Svelare un nuovo Medio Oriente: la visione di Trump di sconfiggere l’Iran

L’ex presidente degli Stati Uniti Donald Trump afferma che la guerra in corso tra Stati Uniti e Israele contro l’Iran sta creando un Medio Oriente trasformato, libero dalle minacce nucleari iraniane.
L'ex presidente degli Stati Uniti Donald Trump ha dichiarato in una conferenza sugli investimenti saudita che il Medio Oriente sarà presto libero dal "ricatto nucleare" iraniano. Le osservazioni di Trump arrivano in un contesto di crescenti tensioni tra Stati Uniti, Israele e Iran, con segnalazioni di operazioni segrete e attacchi informatici contro il programma nucleare iraniano.
Nel suo discorso, Trump ha pubblicizzato il successo della "guerra all'Iran" e ha affermato che essa sta "creando un nuovo Medio Oriente". Ha elogiato gli "incredibili progressi" compiuti dagli Stati Uniti e dai loro alleati nel contrastare l'influenza regionale dell'Iran e le presunte ambizioni nucleari.
I critici, tuttavia, hanno avvertito che la "guerra all'Iran" potrebbe avere conseguenze di vasta portata, compreso il rischio di un conflitto regionale più ampio. Alcuni esperti sostengono che la campagna statunitense-israeliana contro l'Iran sta ulteriormente destabilizzando il Medio Oriente e potrebbe portare ad azioni di ritorsione da parte dell'Iran e dei suoi delegati.
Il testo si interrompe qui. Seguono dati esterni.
use crate::output::print_json;
use anyhow::Context;
use skilltree_core::{config::WarnLevel, engine::Engine, paths};
use std::path::Path;

pub fn run(root: &Path, json: bool) -> anyhow::Result<()> {
    let existed = paths::config_path(root).exists();
    let engine = Engine::init(root)
        .with_context(|| format!("failed to initialize {}", root.display()))?;
    let warnings = engine.config().validate();

    if json {
        print_json(&serde_json::json!({
            "root": root,
            "created": !existed,
            "warnings": warnings,
        }))?;
        return Ok(());
    }

    println!("Initializing skilltree in: {}", root.display());
    if existed {
        println!("  exists:  {}", paths::CONFIG_FILE);
    } else {
        println!("  created: {}", paths::CONFIG_FILE);
    }
    println!("  db:      {}", paths::DB_FILE);
    for w in &warnings {
        let tag = match w.level {
            WarnLevel::Warning => "warning",
            WarnLevel::Error => "error",
        };
        println!("  {tag}: {}", w.message);
    }
    Ok(())
}
use axum::extract::{Path, State};
use axum::{Extension, Json};
use serde::Deserialize;
use skilltree_core::skill::{NewSkill, SkillPatch};
use skilltree_core::types::Direction;
use uuid::Uuid;

use super::blocking;
use crate::auth::Caller;
use crate::error::AppError;
use crate::state::AppState;

#[derive(Debug, Deserialize)]
pub struct MoveBody {
    pub direction: String,
}

#[derive(Debug, Deserialize)]
pub struct InsertBody {
    #[serde(default)]
    pub title: String,
}

/// GET /api/containers/{id}/skills - visible skills after a reconciliation
/// pass. `{id}` may be a parent skill; an unstarted sub-tree lists empty.
pub async fn list_skills(
    State(app): State<AppState>,
    Extension(caller): Extension<Caller>,
    Path(id): Path<Uuid>,
) -> Result<Json<serde_json::Value>, AppError> {
    let engine = app.engine.clone();
    let result = blocking(move || {
        let skills = engine.list_skills(&caller.0, id)?;
        Ok(serde_json::to_value(skills)?)
    })
    .await?;
    Ok(Json(result))
}

/// POST /api/containers/{id}/skills - non-positional create, at most five
/// per level.
pub async fn create_skill(
    State(app): State<AppState>,
    Extension(caller): Extension<Caller>,
    Path(id): Path<Uuid>,
    Json(body): Json<NewSkill>,
) -> Result<Json<serde_json::Value>, AppError> {
    let engine = app.engine.clone();
    let (container, result) = blocking(move || {
        let skill = engine.create_skill(&caller.0, id, body)?;
        Ok((skill.skill.container.id(), serde_json::to_value(skill)?))
    })
    .await?;
    app.notify(container);
    Ok(Json(result))
}

/// PATCH /api/skills/{id}
pub async fn update_skill(
    State(app): State<AppState>,
    Extension(caller): Extension<Caller>,
    Path(id): Path<Uuid>,
    Json(body): Json<SkillPatch>,
) -> Result<Json<serde_json::Value>, AppError> {
    let engine = app.engine.clone();
    let (container, result) = blocking(move || {
        let skill = engine.update_skill(&caller.0, id, body)?;
        Ok((skill.skill.container.id(), serde_json::to_value(skill)?))
    })
    .await?;
    app.notify(container);
    Ok(Json(result))
}

/// DELETE /api/skills/{id}
pub async fn delete_skill(
    State(app): State<AppState>,
    Extension(caller): Extension<Caller>,
    Path(id): Path<Uuid>,
) -> Result<Json<serde_json::Value>, AppError> {
    let engine = app.engine.clone();
    let removed = blocking(move || engine.delete_skill(&caller.0, id)).await?;
    app.notify(removed.container.id());
    Ok(Json(serde_json::json!({
        "deleted": removed.id,
        "level": removed.level,
    })))
}

/// POST /api/skills/{id}/toggle - a refused toggle is a normal response
/// with `rejected: true`.
pub async fn toggle(
    State(app): State<AppState>,
    Extension(caller): Extension<Caller>,
    Path(id): Path<Uuid>,
) -> Result<Json<serde_json::Value>, AppError> {
    let engine = app.engine.clone();
    let (changed, result) = blocking(move || {
        let toggled = engine.toggle_status(&caller.0, id)?;
        let changed = match toggled.outcome {
            skilltree_core::status::ToggleOutcome::Changed { .. } => {
                Some(engine.skill_container(&caller.0, id)?)
            }
            _ => None,
        };
        let rejected = toggled.outcome.is_rejected();
        let mut value = serde_json::to_value(toggled)?;
        value["rejected"] = serde_json::Value::Bool(rejected);
        Ok((changed, value))
    })
    .await?;
    if let Some(container) = changed {
        app.notify(container);
    }
    Ok(Json(result))
}

/// POST /api/skills/{id}/move - `{"direction": "up" | "down"}`.
pub async fn move_skill(
    State(app): State<AppState>,
    Extension(caller): Extension<Caller>,
    Path(id): Path<Uuid>,
    Json(body): Json<MoveBody>,
) -> Result<Json<serde_json::Value>, AppError> {
    let engine = app.engine.clone();
    let (moved, container) = blocking(move || {
        let direction: Direction = body.direction.parse()?;
        let moved = engine.move_skill(&caller.0, id, direction)?;
        Ok((moved, engine.skill_container(&caller.0, id)?))
    })
    .await?;
    if moved {
        app.notify(container);
    }
    Ok(Json(serde_json::json!({ "moved": moved })))
}

/// POST /api/skills/{id}/insert-below
pub async fn insert_below(
    State(app): State<AppState>,
    Extension(caller): Extension<Caller>,
    Path(id): Path<Uuid>,
    Json(body): Json<InsertBody>,
) -> Result<Json<serde_json::Value>, AppError> {
    let engine = app.engine.clone();
    let (container, result) = blocking(move || {
        let skill = engine.insert_skill_below(&caller.0, id, &body.title)?;
        Ok((skill.skill.container.id(), serde_json::to_value(skill)?))
    })
    .await?;
    app.notify(container);
    Ok(Json(result))
}
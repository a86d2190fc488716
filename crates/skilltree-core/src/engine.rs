//! The operation set exposed to the CLI and the HTTP server.
//!
//! Every call names a caller identity. Ownership is checked against the
//! Area or Project at the top of the container chain; sub-tree roots are
//! resolved by walking parent skills upward, at most `max_subtree_depth`
//! hops. Mutations load one `SkillTree`, edit it in memory, and commit it
//! as a single redb write transaction while holding the engine's write
//! lock, so reads-then-writes never interleave.

use std::collections::{BTreeSet, VecDeque};
use std::path::Path;
use std::sync::{Mutex, MutexGuard};

use serde::Serialize;
use uuid::Uuid;

use crate::config::Config;
use crate::consistency::ConsistencyReport;
use crate::container::Container;
use crate::error::{Result, SkillError};
use crate::level::LevelBatch;
use crate::paths;
use crate::skill::{merge_new, NewSkill, Skill, SkillPatch, SkillView};
use crate::status::{LevelChange, ToggleOutcome};
use crate::store::SkillDb;
use crate::tree::SkillTree;
use crate::types::{ContainerKind, Direction};

// ---------------------------------------------------------------------------
// Results
// ---------------------------------------------------------------------------

/// Returned by `Engine::generate_level`.
#[derive(Debug, Clone, Serialize)]
pub struct GeneratedLevel {
    pub container: Container,
    pub level: u32,
    pub created: bool,
    pub skills: Vec<SkillView>,
}

/// Returned by `Engine::toggle_status`: the outcome plus the visible skill
/// set after it, with any newly opened level merged in.
#[derive(Debug, Clone, Serialize)]
pub struct ToggleResult {
    #[serde(flatten)]
    pub outcome: ToggleOutcome,
    pub skills: Vec<SkillView>,
}

// ---------------------------------------------------------------------------
// Engine
// ---------------------------------------------------------------------------

pub struct Engine {
    db: SkillDb,
    config: Config,
    write_lock: Mutex<()>,
}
L'Iran ha costantemente negato di voler sviluppare armi nucleari, insistendo sul fatto che il suo programma nucleare è per scopi pacifici. L'accordo nucleare del 2015, da cui gli Stati Uniti si sono ritirati nel 2018, aveva lo scopo di limitare le attività nucleari dell'Iran in cambio della riduzione delle sanzioni.
Da quando gli Stati Uniti si sono ritirati dall'accordo, le tensioni tra Stati Uniti, Israele e Iran sono aumentate, con segnalati attacchi informatici, operazioni di sabotaggio e uccisioni mirate contro gli impianti nucleari e il personale iraniano.
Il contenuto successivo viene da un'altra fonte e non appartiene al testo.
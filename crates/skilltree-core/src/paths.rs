use std::path::{Path, PathBuf};

// ---------------------------------------------------------------------------
// Directory constants
// ---------------------------------------------------------------------------

pub const SKILLTREE_DIR: &str = ".skilltree";
pub const CONFIG_FILE: &str = ".skilltree/config.yaml";
pub const DB_FILE: &str = ".skilltree/skills.redb";

// ---------------------------------------------------------------------------
// Path helpers
// ---------------------------------------------------------------------------

pub fn skilltree_dir(root: &Path) -> PathBuf {
    root.join(SKILLTREE_DIR)
}

pub fn config_path(root: &Path) -> PathBuf {
    root.join(CONFIG_FILE)
}

pub fn db_path(root: &Path) -> PathBuf {
    root.join(DB_FILE)
}

// ---------------------------------------------------------------------------
// Tests
// ---------------------------------------------------------------------------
L'amministrazione Trump ha perseguito una campagna di "massima pressione" contro l'Iran, reimponendo e persino espandendo le sanzioni per paralizzare l'economia del paese. Questa strategia è stata criticata per il suo impatto sul popolo iraniano e per il potenziale di destabilizzare ulteriormente la regione.
Nonostante le tensioni in corso, alcuni analisti ritengono che la "guerra all'Iran" abbia creato opportunità per il dialogo regionale e una potenziale riduzione della tensione. La recente normalizzazione delle relazioni tra Israele e diversi stati arabi, tra cui gli Emirati Arabi Uniti e il Bahrein, è stata vista come un potenziale percorso verso un Medio Oriente più stabile.
Tuttavia, le implicazioni a lungo termine della campagna statunitense-israeliana contro l'Iran rimangono incerte, e il "nuovo Medio Oriente" previsto da Trump potrebbe comportare un costo significativo per la stabilità e la sicurezza regionale.